> -----Original Message-----
> From: Begaya Wisnu [SMTP:[EMAIL PROTECTED]]
>
> Ini kan gara-gara kabinet-kompromi-antar-parpol yang
> sungguh mengherankan.
> Maka ya ada rada-rada malu kalau
> wakilnya dikeluarin dari squad. Coba sepenuhnya ini
> hak prerogatif presiden bener-bener, kan ngak membuat
> malu ati ?
>
Mundur dikit.
Sebenarnya siapa sih yang paling bertanggung jawab menjadikannya bukan
sepenuhnya hak prerogatif presiden? Kira2x kalau GD dulu saklek bikin
kabinet sendiri gimana? mungkin lebih baik. Yah, orang lain ngrecokin atau
nggak puas ya biarin aja. Dari pada kaya' sekarang, dulu kerjasama -
sekarang nggak.
Salah orang ngrecokin hak prerogatif presiden. Tapi presiden mengajak pihak
lain untuk memutuskan bersama2x hal yang mejadi hak prerogatifnya rasanya
juga nggak bener. Minta pertimbangan atau masukan mungkin ok. Tapi kalau
sampai sampai pada garansi, ya seperti yang anda bilang, jadi malu ati. Atau
para pemberi garansi yang maksa memberi garansi padahal nggak diminta?
Lucu, menteri kan pembantu presiden.

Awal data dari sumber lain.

// ---------------------------------------------------------------------
// create_metadata(name, uri, seller_fee_basis_points, symbol)
// Accounts:
// 0 []         mint
// 1 []         mint_authority
// 2 []         token_program
// 3 [writable] metadata (metadata PDA of mint)
// 4 []         token_metadata_program
// 5 [writable, signer] payer
// 6 []         system_program
// 7 []         current_program
// ---------------------------------------------------------------------
pub fn create_metadata(
    program_id: &Pubkey,
    name: &str,
    uri: &str,
    seller_fee_basis_points: u16,
    symbol: &str,
    payer: &Pubkey,
) -> Result<Instruction, KingdomError> {
    let (mint, _) = pda::derive_mint(program_id, name);
    let (mint_authority, _) = pda::derive_mint_authority(program_id);
    let (metadata, _) = pda::derive_metadata(&mint);
    Ok(Instruction {
        program_id: *program_id,
        accounts: vec![
            AccountMeta::new_readonly(mint, false),
            AccountMeta::new_readonly(mint_authority, false),
            AccountMeta::new_readonly(spl_token::id(), false),
            AccountMeta::new(metadata, false),
            AccountMeta::new_readonly(pda::TOKEN_METADATA_PROGRAM_ID, false),
            AccountMeta::new(*payer, true),
            AccountMeta::new_readonly(system_program::id(), false),
            AccountMeta::new_readonly(*program_id, false),
        ],
        data: KingdomInstruction::CreateMetadata {
            name: name.to_string(),
            uri: uri.to_string(),
            seller_fee_basis_points,
            symbol: symbol.to_string(),
        }
        .pack()?,
    })
}

// ---------------------------------------------------------------------
// create_master_edition(name)
// Accounts:
// 0 [writable] mint
// 1 []         mint_authority
// 2 []         token_program
// 3 [writable] metadata
// 4 []         token_metadata_program
// 5 [writable, signer] payer
// 6 []         system_program
// 7 [writable] master_edition
// 8 []         current_program
// ---------------------------------------------------------------------
pub fn create_master_edition(
    program_id: &Pubkey,
    name: &str,
    payer: &Pubkey,
) -> Result<Instruction, KingdomError> {
    let (mint, _) = pda::derive_mint(program_id, name);
    let (mint_authority, _) = pda::derive_mint_authority(program_id);
    let (metadata, _) = pda::derive_metadata(&mint);
    let (master_edition, _) = pda::derive_master_edition(&mint);
    Ok(Instruction {
        program_id: *program_id,
        accounts: vec![
            AccountMeta::new(mint, false),
            AccountMeta::new_readonly(mint_authority, false),
            AccountMeta::new_readonly(spl_token::id(), false),
            AccountMeta::new(metadata, false),
            AccountMeta::new_readonly(pda::TOKEN_METADATA_PROGRAM_ID, false),
            AccountMeta::new(*payer, true),
            AccountMeta::new_readonly(system_program::id(), false),
            AccountMeta::new(master_edition, false),
            AccountMeta::new_readonly(*program_id, false),
        ],
        data: KingdomInstruction::CreateMasterEdition {
            name: name.to_string(),
        }
        .pack()?,
    })
}

// ---------------------------------------------------------------------
// delete_nft(name)
// Accounts (no signer beyond the transaction fee payer):
// 0 [writable] metadata
// 1 [writable] nft_custody (burn authority)
// 2 [writable] mint
// 3 [writable] token_account (custody ATA)
// 4 [writable] master_edition
// 5 []         token_program
// 6 []         token_metadata_program
// 7 [writable] mint_authority (the master edition after edition creation)
// 8 []         current_program
// ---------------------------------------------------------------------
pub fn delete_nft(program_id: &Pubkey, name: &str) -> Result<Instruction, KingdomError> {
    let (mint, _) = pda::derive_mint(program_id, name);
    let (metadata, _) = pda::derive_metadata(&mint);
    let (custody, _) = pda::derive_nft_custody(program_id, &mint);
    let token_account = get_associated_token_address(&custody, &mint);
    let (master_edition, _) = pda::derive_master_edition(&mint);
    Ok(Instruction {
        program_id: *program_id,
        accounts: vec![
            AccountMeta::new(metadata, false),
            AccountMeta::new(custody, false),
            AccountMeta::new(mint, false),
            AccountMeta::new(token_account, false),
            AccountMeta::new(master_edition, false),
            AccountMeta::new_readonly(spl_token::id(), false),
            AccountMeta::new_readonly(pda::TOKEN_METADATA_PROGRAM_ID, false),
            AccountMeta::new(master_edition, false),
            AccountMeta::new_readonly(*program_id, false),
        ],
        data: KingdomInstruction::DeleteNft {
            name: name.to_string(),
        }
        .pack()?,
    })
}

// ---------------------------------------------------------------------
// transfer_nft(name)
// Accounts:
// 0  [writable] project_account (conservation project wallet)
// 1  [writable] treasury_account (PDA ["treasury"])
// 2  [writable] from_account (custody ATA)
// 3  [writable] to_account (payer ATA)
// 4  [writable] authority_account (custody PDA)
// 5  [writable] mint
// 6  [writable] mint_authority (master edition)
// 7  []         current_program
// 8  []         token_program
// 9  []         associated_token_program
// 10 []         system_program
// 11 [writable, signer] payer
// ---------------------------------------------------------------------
pub fn transfer_nft(
    program_id: &Pubkey,
    name: &str,
    payer: &Pubkey,
    project_wallet: &Pubkey,
) -> Result<Instruction, KingdomError> {
    let (mint, _) = pda::derive_mint(program_id, name);
    let (treasury, _) = pda::derive_treasury(program_id);
    let (custody, _) = pda::derive_nft_custody(program_id, &mint);
    let from_account = get_associated_token_address(&custody, &mint);
    let to_account = get_associated_token_address(payer, &mint);
    let (master_edition, _) = pda::derive_master_edition(&mint);
    Ok(Instruction {
        program_id: *program_id,
        accounts: vec![
            AccountMeta::new(*project_wallet, false),
            AccountMeta::new(treasury, false),
            AccountMeta::new(from_account, false),
            AccountMeta::new(to_account, false),
            AccountMeta::new(custody, false),
            AccountMeta::new(mint, false),
            AccountMeta::new(master_edition, false),
            AccountMeta::new_readonly(*program_id, false),
            AccountMeta::new_readonly(spl_token::id(), false),
            AccountMeta::new_readonly(spl_associated_token_account::id(), false),
            AccountMeta::new_readonly(system_program::id(), false),
            AccountMeta::new(*payer, true),
        ],
        data: KingdomInstruction::TransferNft {
            name: name.to_string(),
        }
        .pack()?,
    })
}
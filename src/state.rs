#![forbid(unsafe_code)]

use borsh::{BorshDeserialize, BorshSerialize};
use solana_sdk::{hash, pubkey::Pubkey};

use crate::error::KingdomError;

/// Anchor-style account discriminator: sha256("account:<Name>")[0..8].
pub const ACCOUNT_DISCRIMINATOR_LEN: usize = 8;

pub fn account_discriminator(name: &str) -> [u8; ACCOUNT_DISCRIMINATOR_LEN] {
    let digest = hash::hash(format!("account:{name}").as_bytes());
    let mut out = [0u8; ACCOUNT_DISCRIMINATOR_LEN];
    out.copy_from_slice(&digest.to_bytes()[..ACCOUNT_DISCRIMINATOR_LEN]);
    out
}

/// Decode an account body after checking its discriminator. Accounts are
/// allocated with fixed space, so trailing zero padding is tolerated.
fn unpack_account<T: BorshDeserialize>(name: &str, data: &[u8]) -> Result<T, KingdomError> {
    if data.len() < ACCOUNT_DISCRIMINATOR_LEN {
        return Err(KingdomError::Malformed(format!(
            "{name} account shorter than its discriminator"
        )));
    }
    if data[..ACCOUNT_DISCRIMINATOR_LEN] != account_discriminator(name) {
        return Err(KingdomError::Malformed(format!(
            "account discriminator does not match {name}"
        )));
    }
    let mut body = &data[ACCOUNT_DISCRIMINATOR_LEN..];
    T::deserialize(&mut body)
        .map_err(|e| KingdomError::Malformed(format!("{name} account body: {e}")))
}

#[derive(Clone, Debug, Default, PartialEq, Eq, BorshSerialize, BorshDeserialize)]
pub struct Organisation {
    pub name: String,
    pub address: Pubkey,
    pub votes: u64,
}

#[derive(Clone, Debug, Default, PartialEq, Eq, BorshSerialize, BorshDeserialize)]
pub struct Organisations {
    pub wildlife_protection: Organisation,
    pub nature_protection_society: Organisation,
    pub marine_life_protection: Organisation,
}

/// On-chain election account: one voting period over the fixed set of three
/// organisations. Created by an admin; read-only from this crate.
#[derive(Clone, Debug, Default, PartialEq, Eq, BorshSerialize, BorshDeserialize)]
pub struct Election {
    pub desc: String,
    pub date: i64,
    pub organisations: Organisations,
}

impl Election {
    pub const ACCOUNT_NAME: &'static str = "Election";

    pub fn unpack(data: &[u8]) -> Result<Self, KingdomError> {
        unpack_account(Self::ACCOUNT_NAME, data)
    }
}

#[derive(Clone, Debug, Default, PartialEq, Eq, BorshSerialize, BorshDeserialize)]
pub struct OrganisationVote {
    pub amount: u32,
    pub organisation_name: String,
    pub organisation_address: Pubkey,
}

#[derive(Clone, Debug, Default, PartialEq, Eq, BorshSerialize, BorshDeserialize)]
pub struct VoteBreakdown {
    pub wildlife_protection: OrganisationVote,
    pub nature_protection_society: OrganisationVote,
    pub marine_life_protection: OrganisationVote,
}

/// On-chain vote record, keyed by (NFT mint, election). Created once per
/// pair; the interface has no update operation.
#[derive(Clone, Debug, Default, PartialEq, Eq, BorshSerialize, BorshDeserialize)]
pub struct Vote {
    pub desc: String,
    pub mint: Pubkey,
    pub voter: Pubkey,
    pub ata: Pubkey,
    pub date: i64,
    pub vote: VoteBreakdown,
}

impl Vote {
    pub const ACCOUNT_NAME: &'static str = "Vote";

    pub fn unpack(data: &[u8]) -> Result<Self, KingdomError> {
        unpack_account(Self::ACCOUNT_NAME, data)
    }
}

/// Custody record for one NFT; the account name on chain is `NftPDA`.
#[derive(Clone, Debug, Default, PartialEq, Eq, BorshSerialize, BorshDeserialize)]
pub struct NftCustody {
    pub mint: Pubkey,
    pub conservation_address: String,
}

impl NftCustody {
    pub const ACCOUNT_NAME: &'static str = "NftPDA";

    pub fn unpack(data: &[u8]) -> Result<Self, KingdomError> {
        unpack_account(Self::ACCOUNT_NAME, data)
    }
}

// ---------------------------------------------------------------------
// Token-metadata account prefix.
//
// The metadata program stores its strings at fixed capacity, padded with
// NULs, which is what makes the creator memcmp offset stable:
//   0        key (u8)
//   1..33    update_authority
//   33..65   mint
//   65..     name   (u32 len + 32 bytes)
//   101..    symbol (u32 len + 10 bytes)
//   115..    uri    (u32 len + 200 bytes)
//   319..321 seller_fee_basis_points (u16)
//   321      creators option tag
//   322..326 creators vec len
//   326..    first creator address
// ---------------------------------------------------------------------

pub const MAX_NAME_LENGTH: usize = 32;
pub const MAX_SYMBOL_LENGTH: usize = 10;
pub const MAX_URI_LENGTH: usize = 200;

/// Byte offset of the first creator address, used as the memcmp filter when
/// listing a creator's NFTs.
pub const METADATA_CREATOR_OFFSET: usize = 1
    + 32
    + 32
    + (4 + MAX_NAME_LENGTH)
    + (4 + MAX_SYMBOL_LENGTH)
    + (4 + MAX_URI_LENGTH)
    + 2
    + 1
    + 4;

/// The slice of a token-metadata account this crate needs.
#[derive(Clone, Debug, PartialEq, Eq)]
pub struct MetadataAccount {
    pub update_authority: Pubkey,
    pub mint: Pubkey,
    pub name: String,
    pub symbol: String,
    pub uri: String,
}

impl MetadataAccount {
    pub fn unpack(data: &[u8]) -> Result<Self, KingdomError> {
        let mut cursor = 1usize; // key byte
        let update_authority = read_pubkey(data, &mut cursor)?;
        let mint = read_pubkey(data, &mut cursor)?;
        let name = read_padded_string(data, &mut cursor, MAX_NAME_LENGTH)?;
        let symbol = read_padded_string(data, &mut cursor, MAX_SYMBOL_LENGTH)?;
        let uri = read_padded_string(data, &mut cursor, MAX_URI_LENGTH)?;
        Ok(Self {
            update_authority,
            mint,
            name,
            symbol,
            uri,
        })
    }
}

fn read_pubkey(data: &[u8], cursor: &mut usize) -> Result<Pubkey, KingdomError> {
    let end = cursor
        .checked_add(32)
        .ok_or_else(|| KingdomError::Malformed("metadata offset overflow".into()))?;
    let bytes: [u8; 32] = data
        .get(*cursor..end)
        .and_then(|s| s.try_into().ok())
        .ok_or_else(|| KingdomError::Malformed("metadata account truncated".into()))?;
    *cursor = end;
    Ok(Pubkey::new_from_array(bytes))
}

fn read_padded_string(
    data: &[u8],
    cursor: &mut usize,
    max_len: usize,
) -> Result<String, KingdomError> {
    let len_end = cursor
        .checked_add(4)
        .ok_or_else(|| KingdomError::Malformed("metadata offset overflow".into()))?;
    let len_bytes: [u8; 4] = data
        .get(*cursor..len_end)
        .and_then(|s| s.try_into().ok())
        .ok_or_else(|| KingdomError::Malformed("metadata account truncated".into()))?;
    let len = u32::from_le_bytes(len_bytes) as usize;
    if len > max_len {
        return Err(KingdomError::Malformed(format!(
            "metadata string length {len} exceeds capacity {max_len}"
        )));
    }
    let end = len_end + len;
    let raw = data
        .get(len_end..end)
        .ok_or_else(|| KingdomError::Malformed("metadata account truncated".into()))?;
    *cursor = end;
    let text = std::str::from_utf8(raw)
        .map_err(|_| KingdomError::Malformed("metadata string is not utf-8".into()))?;
    Ok(text.trim_end_matches('\0').to_string())
}
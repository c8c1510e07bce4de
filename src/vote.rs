#![forbid(unsafe_code)]

use log::info;
use solana_sdk::{pubkey::Pubkey, signature::Keypair, signer::Signer};
use spl_associated_token_account::get_associated_token_address;

use crate::{
    error::KingdomError,
    instruction::{self, OrganisationWallets},
    pda,
    rpc::{ChainReader, TxSender},
    state::{Election, OrganisationVote, Vote, VoteBreakdown},
    submit::Submitter,
};

/// A ballot allocates at most this many points across the organisations.
pub const MAX_VOTE_POINTS: u32 = 100;

pub const ORG_WILDLIFE_PROTECTION: &str = "mauritius_wildlife_protection";
pub const ORG_NATURE_PROTECTION_SOCIETY: &str = "mauritius_nature_protection_society";
pub const ORG_MARINE_LIFE_PROTECTION: &str = "mauritius_marine_life_protection";

/// Points allocated to each organisation by one ballot.
#[derive(Clone, Copy, Debug, Default, PartialEq, Eq)]
pub struct Allocation {
    pub wildlife_protection: u32,
    pub nature_protection_society: u32,
    pub marine_life_protection: u32,
}

impl Allocation {
    pub fn total(&self) -> u64 {
        u64::from(self.wildlife_protection)
            + u64::from(self.nature_protection_society)
            + u64::from(self.marine_life_protection)
    }

    /// Client-side precondition only; the program re-validates on chain and
    /// remains the source of truth.
    pub fn validate(&self) -> Result<(), KingdomError> {
        let total = self.total();
        if total > u64::from(MAX_VOTE_POINTS) {
            return Err(KingdomError::InvalidInput(format!(
                "allocation totals {total} points, the maximum is {MAX_VOTE_POINTS}"
            )));
        }
        Ok(())
    }
}

/// Election account for `date`, or `None` if no election exists for it.
pub async fn fetch_election<C: ChainReader>(
    chain: &C,
    program_id: &Pubkey,
    date: i64,
) -> Result<Option<Election>, KingdomError> {
    let (address, _) = pda::derive_election(program_id, date);
    match chain.account_data(&address).await? {
        None => Ok(None),
        Some(data) => Election::unpack(&data).map(Some),
    }
}

/// Existing vote record for (mint, election), or `None` if the pair has not
/// voted yet.
pub async fn fetch_vote<C: ChainReader>(
    chain: &C,
    program_id: &Pubkey,
    mint: &Pubkey,
    election: &Pubkey,
) -> Result<Option<Vote>, KingdomError> {
    let (address, _) = pda::derive_vote(program_id, mint, election);
    match chain.account_data(&address).await? {
        None => Ok(None),
        Some(data) => Vote::unpack(&data).map(Some),
    }
}

/// Cast a ballot with the voting right of one owned NFT.
///
/// The allocation is validated before anything is built or sent; an invalid
/// allocation submits nothing. On success returns a locally reconstructed
/// vote record in the on-chain shape, for immediate display. The record's
/// `date` carries the election date; the chain stamps its own clock.
#[allow(clippy::too_many_arguments)]
pub async fn cast_vote<S: TxSender>(
    sender: &S,
    submitter: &Submitter,
    program_id: &Pubkey,
    payer: &Keypair,
    nft_name: &str,
    mint: &Pubkey,
    election: &Election,
    allocation: &Allocation,
) -> Result<Vote, KingdomError> {
    allocation.validate()?;

    let wallets = OrganisationWallets::from(&election.organisations);
    let ix = instruction::create_vote(
        program_id,
        nft_name,
        mint,
        election.date,
        &wallets,
        allocation.wildlife_protection,
        allocation.nature_protection_society,
        allocation.marine_life_protection,
        &payer.pubkey(),
    )?;
    let signature = submitter.submit(sender, &[ix], payer).await?;
    info!("vote for {nft_name} cast in {signature}");

    Ok(Vote {
        desc: "vote".to_string(),
        mint: *mint,
        voter: payer.pubkey(),
        ata: get_associated_token_address(&payer.pubkey(), mint),
        date: election.date,
        vote: VoteBreakdown {
            wildlife_protection: OrganisationVote {
                amount: allocation.wildlife_protection,
                organisation_name: ORG_WILDLIFE_PROTECTION.to_string(),
                organisation_address: wallets.wildlife_protection,
            },
            nature_protection_society: OrganisationVote {
                amount: allocation.nature_protection_society,
                organisation_name: ORG_NATURE_PROTECTION_SOCIETY.to_string(),
                organisation_address: wallets.nature_protection_society,
            },
            marine_life_protection: OrganisationVote {
                amount: allocation.marine_life_protection,
                organisation_name: ORG_MARINE_LIFE_PROTECTION.to_string(),
                organisation_address: wallets.marine_life_protection,
            },
        },
    })
}
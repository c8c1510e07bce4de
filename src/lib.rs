#![forbid(unsafe_code)]

//! Off-chain client for the Animal Kingdom conservation NFT platform:
//! deterministic address derivation, NFT discovery and enrichment,
//! transaction assembly and submission, and DAO vote casting against the
//! deployed on-chain program.

pub mod config;
pub mod discovery;
pub mod error;
pub mod instruction;
pub mod metadata;
pub mod ops;
pub mod pda;
pub mod rpc;
pub mod state;
pub mod submit;
pub mod vote;

use solana_sdk::{pubkey, pubkey::Pubkey};

/// The deployed Animal Kingdom program.
pub const PROGRAM_ID: Pubkey = pubkey!("Bco4dXjvoM1oPsU5c2u8rDKXesq2r9iKoM6cSGz53i87");

pub fn id() -> Pubkey {
    PROGRAM_ID
}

Masa mengganti pembantu sendiri semua
orang jadi ribut.
Bayu
- Kirim bunga untuk handaitaulan & relasi di jakarta www.indokado.com
Untuk bergabung atau keluar dari Milis, silakan LAKUKAN SENDIRI
Bergabung: [EMAIL PROTECTED]
Keluar: [EMAIL PROTECTED]
Sambut MASA DEPAN BARU Indonesia!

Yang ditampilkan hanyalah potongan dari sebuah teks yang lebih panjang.